We have a basic spot detection algorithm, that just does a gaussian blur on the image and detects local maxima of pixels.

def process_chunk(img, sigmaxy, radius_xy): 
    input_image = cle.push(img)
    starting_point = cle.gaussian_blur(input_image, sigma_x=sigmaxy, sigma_y=sigmaxy, sigma_z = sigmaxy/anisotropy)
    maxima = cle.detect_maxima_box(starting_point, radius_x=radius_xy, radius_y = radius_xy, radius_z=radius_xy/anisotropy)
    # print(np.sum(cle.pull(maxima)))
    labeled_maxima = cle.label(maxima)
    pointlist = cle.centroids_of_labels(labeled_maxima)
    detected_spots = np.zeros(shape = pointlist.shape)
    # this reshaping ensures that detected and annotated spots share the same axis order 
    detected_spots[0] = pointlist[2]
    detected_spots[1] = pointlist[1]
    detected_spots[2] = pointlist[0]
    detected_spots = detected_spots.T
    detected_spots = detected_spots[~np.isnan(detected_spots).any(axis=1)]
    return(detected_spots.T)


sigmaxy = 10;
radius_xy = 15; 

detected_spots = process_chunk(img, sigmaxy, radius_xy)
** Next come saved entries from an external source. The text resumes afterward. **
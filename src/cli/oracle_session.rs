use anyhow::{Context, Result};
use std::io::{self, Write};

use dbt::contexts::{OracleClient, OracleSettings};
use dbt::registries::{FilePropertiesRegistry, ModelSource, resolve_model};

use super::Config;

/// Resolves the model for this run and returns a client bound to it.
///
/// `--model` skips resolution and persists nothing. Otherwise the persisted
/// configuration is checked against the oracle's listing, the operator picks a
/// model when none is usable, and any change is saved unless this is a dry run.
pub async fn connect(config: &Config) -> Result<OracleClient> {
    let settings = OracleSettings::from_env();

    if let Some(model) = &config.model_override {
        println!("Using model: {} (command line)", model);
        return OracleClient::new(settings, model.clone());
    }

    let registry = FilePropertiesRegistry::new(Some(settings.properties_path.clone()));
    let properties = registry.load_or_default();

    if config.verbose {
        println!("Looking for models served at {}", settings.base_url);
    }
    let listing = OracleClient::list_models(&settings).await;

    let resolution = resolve_model(
        &properties,
        &listing,
        &settings.default_model,
        prompt_for_model,
    );

    for warning in &resolution.warnings {
        tracing::warn!("{}", warning);
    }

    if let Some(updated) = &resolution.persist {
        if config.dry_run {
            println!("⊚ Dry run: not updating {}", registry.path().display());
        } else if let Err(e) = registry.save(updated) {
            tracing::warn!("Could not update {}: {:#}", registry.path().display(), e);
        }
    }

    let source = match resolution.source {
        ModelSource::Configured => "configured",
        ModelSource::Selected => "selected",
        ModelSource::Default => "default",
    };
    println!("Using model: {} ({})", resolution.model, source);

    OracleClient::new(settings, resolution.model).context("Failed to create oracle client")
}

fn prompt_for_model(models: &[String]) -> Option<String> {
    println!("Available models:");
    for (i, name) in models.iter().enumerate() {
        println!("{}. {}", i + 1, name);
    }
    print!("Select the model number: ");
    io::stdout().flush().ok()?;

    let mut answer = String::new();
    io::stdin().read_line(&mut answer).ok()?;
    Some(answer)
}
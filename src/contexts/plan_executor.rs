use super::artifact_writer::{ArtifactWriter, WriteError};
use super::code_block_extractor::{CodeExtractionError, extract_code_block};
use super::oracle_client::Oracle;
use super::response_extractor::extract_response;
use crate::data::{FileArtifact, GenerationRequest, PathRejection, PlanItem};
use anyhow::{Context, Result};
use serde_json::json;
use std::path::{Path, PathBuf};
use thiserror::Error;

pub const REPORT_FILE: &str = "implementation_report.json";

/// Why one plan item or artifact produced no file
#[derive(Debug, Clone, Error, PartialEq, Eq)]
pub enum SkipReason {
    #[error("invalid path: {0}")]
    InvalidPath(PathRejection),
    #[error("oracle failure: {0}")]
    Oracle(String),
    #[error("no valid code extracted")]
    NoCode,
    #[error("write failed: {0}")]
    Write(String),
}

impl From<CodeExtractionError> for SkipReason {
    fn from(e: CodeExtractionError) -> Self {
        match e {
            CodeExtractionError::NoValidCode => SkipReason::NoCode,
            CodeExtractionError::OracleFailure(message) => SkipReason::Oracle(message),
        }
    }
}

impl From<WriteError> for SkipReason {
    fn from(e: WriteError) -> Self {
        match e {
            WriteError::InvalidPath(rejection) => SkipReason::InvalidPath(rejection),
            other => SkipReason::Write(other.to_string()),
        }
    }
}

/// Receives per-item progress while a plan is applied.
pub trait ApplyObserver {
    fn item_started(&mut self, _path: &str) {}
    fn item_finished(&mut self, _path: &str, _outcome: Result<&Path, &SkipReason>) {}
}

impl ApplyObserver for () {}

/// What applying a plan or a multi-file response produced
#[derive(Debug, Clone, Default, PartialEq)]
pub struct ApplyReport {
    /// Target paths written, or that would have been in a dry run
    pub written: Vec<PathBuf>,
    pub skipped: Vec<(String, SkipReason)>,
    pub dry_run: bool,
}

impl ApplyReport {
    pub fn to_json(&self) -> serde_json::Value {
        json!({
            "timestamp": chrono::Utc::now().to_rfc3339(),
            "dry_run": self.dry_run,
            "written": self
                .written
                .iter()
                .map(|p| p.display().to_string())
                .collect::<Vec<_>>(),
            "skipped": self
                .skipped
                .iter()
                .map(|(path, reason)| json!({ "path": path, "reason": reason.to_string() }))
                .collect::<Vec<_>>(),
        })
    }

    /// Writes the report into `root` and returns its path.
    pub fn save(&self, root: &Path) -> Result<PathBuf> {
        let path = root.join(REPORT_FILE);
        let content = serde_json::to_string_pretty(&self.to_json())
            .context("Failed to serialize implementation report")?;
        std::fs::write(&path, content)
            .with_context(|| format!("Failed to write report {}", path.display()))?;
        Ok(path)
    }

    fn record(&mut self, path: &str, outcome: Result<PathBuf, SkipReason>) {
        match outcome {
            Ok(written) => self.written.push(written),
            Err(reason) => {
                tracing::warn!("Skipping {}: {}", path, reason);
                self.skipped.push((path.to_string(), reason));
            }
        }
    }
}

/// Turns plan items into files, one oracle call per item, in plan order.
///
/// A failing item is recorded and the next one proceeds; files already
/// written stay in place.
pub struct PlanExecutor<'a, O> {
    oracle: &'a O,
    writer: ArtifactWriter,
    dry_run: bool,
}

impl<'a, O: Oracle> PlanExecutor<'a, O> {
    pub fn new(oracle: &'a O, target_root: impl Into<PathBuf>, dry_run: bool) -> Self {
        Self {
            oracle,
            writer: ArtifactWriter::new(target_root),
            dry_run,
        }
    }

    pub async fn execute<F>(
        &self,
        items: &[PlanItem],
        build_request: F,
        observer: &mut impl ApplyObserver,
    ) -> ApplyReport
    where
        F: Fn(&PlanItem) -> GenerationRequest,
    {
        let mut report = self.empty_report();
        for item in items {
            observer.item_started(&item.path);
            let outcome = self.generate_item(item, &build_request).await;
            observer.item_finished(&item.path, outcome.as_deref());
            report.record(&item.path, outcome);
        }
        report
    }

    /// Writes artifacts that already carry their content, such as the files of a
    /// single-shot response.
    pub async fn apply_artifacts(
        &self,
        artifacts: &[FileArtifact],
        observer: &mut impl ApplyObserver,
    ) -> ApplyReport {
        let mut report = self.empty_report();
        for artifact in artifacts {
            observer.item_started(&artifact.relative_path);
            let outcome = self.apply(artifact).await;
            observer.item_finished(&artifact.relative_path, outcome.as_deref());
            report.record(&artifact.relative_path, outcome);
        }
        report
    }

    async fn generate_item<F>(&self, item: &PlanItem, build_request: &F) -> Result<PathBuf, SkipReason>
    where
        F: Fn(&PlanItem) -> GenerationRequest,
    {
        item.validate().map_err(SkipReason::InvalidPath)?;

        let raw = self.oracle.generate(&build_request(item)).await;
        let text = extract_response(&raw);
        let lines = extract_code_block(&text)?;

        let mut content = lines.join("\n");
        content.push('\n');
        self.apply(&FileArtifact::new(item.path.trim(), content)).await
    }

    async fn apply(&self, artifact: &FileArtifact) -> Result<PathBuf, SkipReason> {
        if self.dry_run {
            let path = self
                .writer
                .target_path(&artifact.relative_path)
                .map_err(SkipReason::InvalidPath)?;
            tracing::info!(path = %path.display(), bytes = artifact.content.len(), "dry run, not writing");
            return Ok(path);
        }
        Ok(self.writer.write(artifact).await?)
    }

    fn empty_report(&self) -> ApplyReport {
        ApplyReport {
            dry_run: self.dry_run,
            ..ApplyReport::default()
        }
    }
}
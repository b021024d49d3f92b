mod artifact_writer;
mod code_block_extractor;
mod context_assembler;
mod file_marker_splitter;
mod oracle_client;
mod plan_executor;
mod plan_parser;
mod response_extractor;

pub use artifact_writer::{ArtifactWriter, WriteError};
pub use code_block_extractor::{
    CodeExtractionError, FENCE, FILLER_PREFIXES, extract_code_block, extract_code_lines,
};
pub use context_assembler::{
    AssembleError, ContextBundle, ExclusionPolicy, FILE_HEADER_PREFIX, assemble,
    assemble_references, language_for,
};
pub use file_marker_splitter::{marker_path, split_file_markers};
pub use oracle_client::{FAILURE_PREFIX, Oracle, OracleClient, OracleSettings, oracle_failure};
pub use plan_executor::{ApplyObserver, ApplyReport, PlanExecutor, REPORT_FILE, SkipReason};
pub use plan_parser::{
    DEFAULT_MAX_ATTEMPTS, DecodeError, PLAN_AUDIT_FILE, PlanOutcome, PlanParser, ValidatedPlan,
    decode_plan, plan_audit_path, validate_plan,
};
pub use response_extractor::{EMPTY_RESPONSE, MISSING_RESPONSE, extract_response};
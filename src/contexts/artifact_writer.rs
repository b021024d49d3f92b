use crate::data::{FileArtifact, PathRejection, validate_relative_path};
use std::io;
use std::path::PathBuf;
use thiserror::Error;

#[derive(Debug, Error)]
pub enum WriteError {
    #[error(transparent)]
    InvalidPath(#[from] PathRejection),
    #[error("failed to create directory {path}: {source}")]
    CreateDir {
        path: PathBuf,
        #[source]
        source: io::Error,
    },
    #[error("failed to write {path}: {source}")]
    Write {
        path: PathBuf,
        #[source]
        source: io::Error,
    },
}

/// Writes artifacts under a target root, creating parent directories and
/// overwriting existing files in full.
#[derive(Debug, Clone)]
pub struct ArtifactWriter {
    root: PathBuf,
}

impl ArtifactWriter {
    /// Creates a new ArtifactWriter
    ///
    /// # Arguments
    /// * `root` - Directory every artifact path is resolved against
    pub fn new(root: impl Into<PathBuf>) -> Self {
        Self { root: root.into() }
    }

    /// Resolves a relative artifact path under the root.
    ///
    /// Backslash separators are accepted and normalized.
    pub fn target_path(&self, relative: &str) -> Result<PathBuf, PathRejection> {
        validate_relative_path(relative)?;
        let mut path = self.root.clone();
        for segment in relative.trim().split(['/', '\\']) {
            if !segment.is_empty() && segment != "." {
                path.push(segment);
            }
        }
        Ok(path)
    }

    /// Writes one artifact and returns where it landed.
    pub async fn write(&self, artifact: &FileArtifact) -> Result<PathBuf, WriteError> {
        let path = self.target_path(&artifact.relative_path)?;

        if let Some(dir) = path.parent() {
            tokio::fs::create_dir_all(dir)
                .await
                .map_err(|source| WriteError::CreateDir {
                    path: dir.to_path_buf(),
                    source,
                })?;
        }

        tokio::fs::write(&path, &artifact.content)
            .await
            .map_err(|source| WriteError::Write {
                path: path.clone(),
                source,
            })?;
        tracing::debug!(path = %path.display(), bytes = artifact.content.len(), "wrote artifact");
        Ok(path)
    }
}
One could visualize the outcomes of this spot detection in 3d using napari:

# this is commented out because napari interferes with inline graphics
# import napari 

# viewer = napari.Viewer() 

# viewer.add_image(img)
# viewer.add_points(annotations, size = 3)
# viewer.add_points(detected_spots.T, size = 3, face_color='blue')

We can now compute the distances between ground truth (manually annotated) centroids. We do this by generating a distance matrix in pyclesperanto: each row and column represents one detected cell, and the distance is represented by the value in the grid entry/colour intensity, in the graphic below.

distance_matrix_of_actual_cells = cle.generate_distance_matrix(annotations.T, annotations.T)
distance_matrix = cle.generate_distance_matrix(detected_spots, annotations.T)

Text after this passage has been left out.